That said, most of those recipes could be adapted for pumpkin as well. You've just got to think outside the square.

Our menu is also influenced by what seasonal bargains might be available. A whole pumpkin for $3 or a huge cabbage for $2 can change our whole eating plan for the week. I can use the pumpkin as a substitute in any of those potato dishes, and cabbage leaves make a great replacement for pasta sheets in lasagna, or for tortillas or burritos in mexican meals. You can shred it for salad, stir fry it, turn it into a warm coleslaw by tossing it in a hot pan with pine nuts for a few minutes or roll it around mince and slow cook it.

Get the idea?

I'll be writing more on this as we go along but for now, challenge yourself to think outside the square when you shop this week. I bet you can surprise yourself.

~Mama Guardian~

Thursday, May 17, 2012

The Time Plan Guide is now complete...

Thankyou to those who have contacted me to remind me to insert the links in my 'creating a time plan' post.

You will now find all recipes will link to the other appropriate posts here on the blog, and you'll have all the information you need to be a SuperMum.

Ok...maybe not.

But you'll certainly be organised beyond measure...I promise!

Enjoy creating your own time plan, and please let me know how you go!

Love...Mama Guardian ;0)

The Week Long Salad....

This is such as easy thing to do you'll wonder why you haven't always done it.

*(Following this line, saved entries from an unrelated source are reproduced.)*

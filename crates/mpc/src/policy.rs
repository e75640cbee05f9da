use crate::{
    aggregate::Aggregator,
    config::MpcConfig,
    error::{Collaborator, MpcError},
    rollout::{evaluate_ensemble, ActionSequences, RolloutInputs},
    sampler::{SequenceSampler, UniformSampler},
    select::select_first_action,
};
use ml::{ActionSpace, DataStatistics, DynamicsModel, RewardOracle, StatisticsHandle, Tensor};
use std::sync::Arc;

/// Random-shooting MPC policy over a fixed dynamics-model ensemble.
///
/// The ensemble and the reward oracle are shared with the rest of the agent;
/// normalization statistics are read from a [`StatisticsHandle`] on every
/// call, so a trainer publishing new statistics is picked up by the next
/// [`get_action`](Self::get_action).
pub struct MpcPolicy {
    config: MpcConfig,
    action_space: ActionSpace,
    ob_dim: usize,
    ensemble: Arc<[Box<dyn DynamicsModel>]>,
    oracle: Arc<dyn RewardOracle>,
    statistics: StatisticsHandle,
    sampler: Box<dyn SequenceSampler>,
    aggregator: Box<dyn Aggregator>,
}

impl MpcPolicy {
    /// # Errors
    ///
    /// Returns [`MpcError::Configuration`] if the config is invalid, the
    /// ensemble is empty, `ob_dim` is zero, or the action space dimension
    /// differs from `config.ac_dim`.
    pub fn new(
        config: MpcConfig,
        action_space: ActionSpace,
        ob_dim: usize,
        ensemble: Arc<[Box<dyn DynamicsModel>]>,
        oracle: Arc<dyn RewardOracle>,
        statistics: StatisticsHandle,
    ) -> Result<Self, MpcError> {
        config.validate()?;
        if ensemble.is_empty() {
            return Err(MpcError::Configuration("ensemble has no members".into()));
        }
        if ob_dim == 0 {
            return Err(MpcError::Configuration("ob_dim must be at least 1".into()));
        }
        if action_space.dim() != config.ac_dim {
            return Err(MpcError::Configuration(format!(
                "action space has {} dimensions, config.ac_dim is {}",
                action_space.dim(),
                config.ac_dim
            )));
        }
        let sampler: Box<dyn SequenceSampler> = match config.seed {
            Some(seed) => Box::new(UniformSampler::seeded(&action_space, seed)),
            None => Box::new(UniformSampler::from_entropy(&action_space)),
        };
        let aggregator = config.aggregation.build();
        tracing::debug!(
            horizon = config.horizon,
            num_sequences = config.num_sequences,
            ensemble = ensemble.len(),
            "mpc policy constructed"
        );
        Ok(Self { config, action_space, ob_dim, ensemble, oracle, statistics, sampler, aggregator })
    }

    /// Replaces the candidate sampler.
    #[must_use]
    pub fn with_sampler(mut self, sampler: Box<dyn SequenceSampler>) -> Self {
        self.sampler = sampler;
        self
    }

    /// Replaces the ensemble aggregation policy.
    #[must_use]
    pub fn with_aggregator(mut self, aggregator: Box<dyn Aggregator>) -> Self {
        self.aggregator = aggregator;
        self
    }

    #[must_use]
    pub fn ensemble_size(&self) -> usize {
        self.ensemble.len()
    }

    /// Draws `[num_sequences, horizon, ac_dim]` candidates from the sampler.
    ///
    /// # Errors
    ///
    /// Returns [`MpcError::ContractViolation`] if the sampler returns a
    /// tensor of any other shape or an action outside the action space.
    pub fn sample_action_sequences(&mut self, num_sequences: usize, horizon: usize) -> Result<Tensor, MpcError> {
        let sample = self.sampler.sample(num_sequences, horizon);
        let expected = [num_sequences, horizon, self.config.ac_dim];
        if sample.shape != expected || sample.len() != expected.iter().product::<usize>() {
            return Err(MpcError::ContractViolation {
                collaborator: Collaborator::Sampler,
                step: 0,
                detail: format!("expected candidates {expected:?}, got {:?}", sample.shape),
            });
        }
        let ac_dim = self.config.ac_dim;
        if let Some(i) = sample.data.chunks(ac_dim).position(|a| !self.action_space.contains(a)) {
            return Err(MpcError::ContractViolation {
                collaborator: Collaborator::Sampler,
                step: i % horizon,
                detail: format!("candidate {} leaves the action space", i / horizon),
            });
        }
        Ok(sample)
    }

    /// Chooses the next action for `obs` using the currently published
    /// statistics. Returns a `[1, ac_dim]` batch.
    ///
    /// # Errors
    ///
    /// See [`get_action_with`](Self::get_action_with).
    pub fn get_action(&mut self, obs: &[f32]) -> Result<Tensor, MpcError> {
        let stats = self.statistics.snapshot();
        self.get_action_with(obs, stats.as_deref())
    }

    /// Chooses the next action with explicitly supplied statistics.
    ///
    /// Without statistics the ensemble is bypassed and a uniformly random
    /// action is returned.
    ///
    /// # Errors
    ///
    /// Returns [`MpcError::ContractViolation`] if `obs` does not have
    /// `ob_dim` entries or a collaborator returns a malformed result.
    pub fn get_action_with(&mut self, obs: &[f32], stats: Option<&DataStatistics>) -> Result<Tensor, MpcError> {
        if obs.len() != self.ob_dim {
            return Err(MpcError::ContractViolation {
                collaborator: Collaborator::Caller,
                step: 0,
                detail: format!("observation has {} entries, expected {}", obs.len(), self.ob_dim),
            });
        }

        let Some(stats) = stats else {
            tracing::debug!("no data statistics yet, performing random action");
            let sample = self.sample_action_sequences(1, 1)?;
            return Ok(Tensor::from_vec(vec![1, self.config.ac_dim], sample.data));
        };

        let candidates = self.sample_action_sequences(self.config.num_sequences, self.config.horizon)?;
        let seqs = ActionSequences::new(&candidates);
        let inputs = RolloutInputs { obs, seqs, stats, stop_on_done: self.config.stop_on_done };

        let per_model = evaluate_ensemble(&self.ensemble, self.oracle.as_ref(), &inputs, self.config.parallel)?;
        let scores = self.aggregator.aggregate(&per_model);
        if scores.len() != self.config.num_sequences || scores.iter().any(|s| !s.is_finite()) {
            return Err(MpcError::ContractViolation {
                collaborator: Collaborator::Aggregator,
                step: self.config.horizon,
                detail: format!(
                    "expected {} finite scores, got {:?}",
                    self.config.num_sequences, scores
                ),
            });
        }
        let (best, action) = select_first_action(&scores, &seqs);
        tracing::debug!(best, score = scores[best], "selected candidate sequence");
        Ok(action)
    }
}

No more limp slimy lettuce in the crisper and mealtimes made simple. Save time, save money, tasty meals...what's not to like?

Week long Salad No. 1

Half to one red cabbage, shredded (the mandolin slicer is brilliant for this)
1 capsicum, finely diced
3 peeled and grated carrots

Store in an airtight container. Remove enough each night for that meal only, and add additional ingredients. DO NOT add the extra ingredients to the salad base itself in the storage container.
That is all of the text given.